> **Work instruction**: Copy out all the lines in the records that include the word "carried".

== Segment start ==

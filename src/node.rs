//! Node types for drainage networks
//!
//! A [`Node`] is one element of the network graph: a runoff-producing
//! subcatchment, a storage pond, an open-channel reach, or a plain flow
//! junction. Diagram position is carried through unread by the core — it
//! exists for the benefit of external diagram editors, not the simulation.

use crate::pond::Pond;
use crate::reach::Reach;
use crate::subcatchment::Subcatchment;
use serde::{Deserialize, Serialize};

/// 2-D diagram position; opaque to the simulation core
#[derive(Debug, Clone, Copy, Serialize, Deserialize, PartialEq, Default)]
pub struct Position {
    pub x: f64,
    pub y: f64,
}

/// A node in the drainage network
#[derive(Debug, Clone, Serialize, Deserialize, PartialEq)]
pub struct Node {
    /// Unique node identifier
    pub id: String,
    /// Display name
    pub name: String,
    /// Diagram position, carried through unread by the core
    #[serde(default)]
    pub position: Position,
    /// Node kind and its payload
    #[serde(flatten)]
    pub kind: NodeKind,
}

/// Node kind and variant-specific data
#[derive(Debug, Clone, Serialize, Deserialize, PartialEq)]
#[serde(tag = "type", content = "data", rename_all = "camelCase")]
pub enum NodeKind {
    /// Runoff-producing land parcel
    Subcatchment(Subcatchment),
    /// Detention/retention storage structure
    Pond(Pond),
    /// Open-channel or culvert reach
    Reach(Reach),
    /// Plain flow-combining junction, no payload
    Junction,
}

impl Node {
    /// Validate this node's variant-specific invariants; returns human-readable findings.
    pub fn validate(&self) -> Vec<String> {
        match &self.kind {
            NodeKind::Subcatchment(sc) => sc
                .validate()
                .into_iter()
                .map(|msg| format!("node '{}': {}", self.id, msg))
                .collect(),
            NodeKind::Pond(_) | NodeKind::Reach(_) | NodeKind::Junction => Vec::new(),
        }
    }
}
//! Error types for the simulation engine
//!
//! Algorithmic functions (rainfall, runoff, time of concentration, routing) signal
//! [`SimError::InvalidInput`]; the project model and system router signal
//! [`SimError::InvalidProject`] for conditions that only make sense at the DAG level
//! (an unknown event, a cycle, a subcatchment that can't be simulated).

use thiserror::Error;

/// Error raised anywhere in the simulation core
#[derive(Debug, Clone, Error, PartialEq)]
pub enum SimError {
    /// An individual parameter value is out of its valid range for the calculation
    /// being attempted (e.g. a curve number outside (0,100], a non-positive slope).
    #[error("invalid input for {parameter}: {message}")]
    InvalidInput {
        /// Name of the offending parameter
        parameter: String,
        /// Human-readable description of the violation
        message: String,
    },

    /// A project-level condition prevents simulation: an unknown event id, a cycle
    /// in the node graph, or a node whose data can't be resolved into usable inputs.
    #[error("invalid project: {reason}")]
    InvalidProject {
        /// Human-readable description of the violation
        reason: String,
    },
}

impl SimError {
    /// Construct an [`SimError::InvalidInput`]
    pub fn invalid_input(parameter: impl Into<String>, message: impl Into<String>) -> Self {
        SimError::InvalidInput {
            parameter: parameter.into(),
            message: message.into(),
        }
    }

    /// Construct an [`SimError::InvalidProject`]
    pub fn invalid_project(reason: impl Into<String>) -> Self {
        SimError::InvalidProject {
            reason: reason.into(),
        }
    }
}

/// Convenience alias used throughout the core
pub type SimResult<T> = Result<T, SimError>;
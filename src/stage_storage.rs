//! Stage-storage curves (C6)
//!
//! A [`StageStorageCurve`] maps pond water-surface elevation ("stage") to
//! impounded volume ("storage") and back, by piecewise-linear interpolation
//! over a strictly increasing table of points. Generators build such tables
//! for common pond shapes; the router and [`crate::pond`] consume only the
//! curve itself.

use crate::error::{SimError, SimResult};
use serde::{Deserialize, Serialize};
use std::f64::consts::PI;

/// One (stage, storage) table entry
#[derive(Debug, Clone, Copy, Serialize, Deserialize, PartialEq)]
pub struct StageStoragePoint {
    /// Water-surface elevation, ft
    pub stage: f64,
    /// Impounded volume, cubic feet
    pub storage: f64,
}

/// A strictly monotone-increasing stage-storage table
#[derive(Debug, Clone, Serialize, Deserialize, PartialEq)]
pub struct StageStorageCurve {
    /// Points, sorted ascending in both stage and storage
    pub points: Vec<StageStoragePoint>,
}

impl StageStorageCurve {
    /// Build a curve from `(stage, storage)` pairs, validating strict monotonicity.
    pub fn new(samples: impl IntoIterator<Item = (f64, f64)>) -> SimResult<Self> {
        let points: Vec<StageStoragePoint> = samples
            .into_iter()
            .map(|(stage, storage)| StageStoragePoint { stage, storage })
            .collect();

        if points.len() < 2 {
            return Err(SimError::invalid_input(
                "stageStorageCurve",
                "must have at least 2 points",
            ));
        }
        for w in points.windows(2) {
            if w[1].stage <= w[0].stage {
                return Err(SimError::invalid_input(
                    "stageStorageCurve",
                    "stage must be strictly increasing",
                ));
            }
            if w[1].storage <= w[0].storage {
                return Err(SimError::invalid_input(
                    "stageStorageCurve",
                    "storage must be strictly increasing",
                ));
            }
        }

        Ok(Self { points })
    }

    /// Lowest stage in the curve's domain
    pub fn min_stage(&self) -> f64 {
        self.points[0].stage
    }

    /// Highest stage in the curve's domain
    pub fn max_stage(&self) -> f64 {
        self.points[self.points.len() - 1].stage
    }

    /// Storage at a given stage, piecewise-linear, clamped at the curve's endpoints.
    pub fn storage(&self, stage: f64) -> f64 {
        let stage = stage.clamp(self.min_stage(), self.max_stage());
        for w in self.points.windows(2) {
            if stage >= w[0].stage && stage <= w[1].stage {
                if (w[1].stage - w[0].stage).abs() < f64::EPSILON {
                    return w[0].storage;
                }
                let frac = (stage - w[0].stage) / (w[1].stage - w[0].stage);
                return w[0].storage + frac * (w[1].storage - w[0].storage);
            }
        }
        self.points[self.points.len() - 1].storage
    }

    /// Stage at a given storage, piecewise-linear, clamped at the curve's endpoints.
    pub fn stage(&self, storage: f64) -> f64 {
        let min_storage = self.points[0].storage;
        let max_storage = self.points[self.points.len() - 1].storage;
        let storage = storage.clamp(min_storage, max_storage);
        for w in self.points.windows(2) {
            if storage >= w[0].storage && storage <= w[1].storage {
                if (w[1].storage - w[0].storage).abs() < f64::EPSILON {
                    return w[0].stage;
                }
                let frac = (storage - w[0].storage) / (w[1].storage - w[0].storage);
                return w[0].stage + frac * (w[1].stage - w[0].stage);
            }
        }
        self.points[self.points.len() - 1].stage
    }
}

/// Generate a prismatic (rectangular-footprint, sloped-side) pond stage-storage
/// curve via the prismoidal formula, `n` evenly spaced points from `base_stage`
/// to `base_stage + depth`.
pub fn prismatic(
    base_stage: f64,
    depth: f64,
    bottom_length: f64,
    bottom_width: f64,
    side_slope: f64,
    n: usize,
) -> SimResult<StageStorageCurve> {
    if depth <= 0.0 || n < 2 {
        return Err(SimError::invalid_input(
            "depth",
            "depth must be > 0 and n must be >= 2",
        ));
    }
    let mut samples = Vec::with_capacity(n);
    for i in 0..n {
        let h = depth * (i as f64) / ((n - 1) as f64);
        let top_length = bottom_length + 2.0 * side_slope * h;
        let top_width = bottom_width + 2.0 * side_slope * h;
        let bottom_area = bottom_length * bottom_width;
        let top_area = top_length * top_width;
        let mid_area = ((bottom_length + top_length) / 2.0) * ((bottom_width + top_width) / 2.0);
        // Prismoidal formula: V = h/6 * (A_bottom + 4*A_mid + A_top)
        let storage = h / 6.0 * (bottom_area + 4.0 * mid_area + top_area);
        samples.push((base_stage + h, storage));
    }
    // Guarantee strict monotonicity at h=0 by nudging the first storage to 0.
    samples[0].1 = 0.0;
    StageStorageCurve::new(samples)
}

/// Generate a conical (inverted frustum) pond stage-storage curve, `n` evenly
/// spaced points from `base_stage` to `base_stage + depth`.
pub fn conical(
    base_stage: f64,
    depth: f64,
    bottom_radius: f64,
    side_slope: f64,
    n: usize,
) -> SimResult<StageStorageCurve> {
    if depth <= 0.0 || n < 2 {
        return Err(SimError::invalid_input(
            "depth",
            "depth must be > 0 and n must be >= 2",
        ));
    }
    let mut samples = Vec::with_capacity(n);
    for i in 0..n {
        let h = depth * (i as f64) / ((n - 1) as f64);
        let r = bottom_radius + side_slope * h;
        // Frustum volume: V = (pi*h/3) * (R^2 + R*r + r^2), r0 = bottom_radius
        let storage = (PI * h / 3.0) * (r * r + r * bottom_radius + bottom_radius * bottom_radius);
        samples.push((base_stage + h, storage));
    }
    samples[0].1 = 0.0;
    StageStorageCurve::new(samples)
}

/// Generate a cylindrical pond stage-storage curve, `n` evenly spaced points
/// from `base_stage` to `base_stage + depth`.
pub fn cylindrical(base_stage: f64, depth: f64, radius: f64, n: usize) -> SimResult<StageStorageCurve> {
    if depth <= 0.0 || n < 2 {
        return Err(SimError::invalid_input(
            "depth",
            "depth must be > 0 and n must be >= 2",
        ));
    }
    let area = PI * radius * radius;
    let mut samples = Vec::with_capacity(n);
    for i in 0..n {
        let h = depth * (i as f64) / ((n - 1) as f64);
        samples.push((base_stage + h, area * h));
    }
    samples[0].1 = 0.0;
    StageStorageCurve::new(samples)
}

== Segment end ==

> **Reply**:
//! junction. Diagram position is carried through unread by the core — it
    /// Diagram position, carried through unread by the core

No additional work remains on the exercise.